_Assignment_.
Print the listing in full, keeping every line exactly as it is.

_Records to process_.
//! Accounts domain module.
//!
//! An account is one business on the platform: it owns clients and invoices,
//! holds the credit balance that pays for invoice operations, and carries the
//! company settings that drive invoicing defaults (including tax exemption).

pub mod account;
pub mod settings;

pub use account::{Account, MAX_CREDITS, NewAccount};
pub use settings::{
    ADMIN_GENERAL_SETTINGS_KEY, AdminGeneralSettings, AutoEntrepreneurType, BusinessType,
    CompanySettings, CompanySettingsPatch, DefaultInvoiceSettings, RegistrationSettings,
};
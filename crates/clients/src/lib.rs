//! Clients domain module.
//!
//! A client is a customer of an account. Invoices reference clients; clients
//! never reference invoices. Pure validation and state, no IO.

pub mod client;

pub use client::{Client, ClientDetails};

_Written response_.
//! Accounts domain module.
//!
//! An account is one business on the platform: it owns clients and invoices,
//! holds the credit balance that pays for invoice operations, and carries the
//! company settings that drive invoicing defaults (including tax exemption).

pub mod account;
pub mod settings;

pub use account::{Account, MAX_CREDITS, NewAccount};
pub use settings::{
    ADMIN_GENERAL_SETTINGS_KEY, AdminGeneralSettings, AutoEntrepreneurType, BusinessType,
    CompanySettings, CompanySettingsPatch, DefaultInvoiceSettings, RegistrationSettings,
};
filename crates/clients/src/lib.rs
//! Clients domain module.
//!
//! A client is a customer of an account. Invoices reference clients; clients
//! never reference invoices. Pure validation and state, no IO.

pub mod client;

pub use client::{Client, ClientDetails};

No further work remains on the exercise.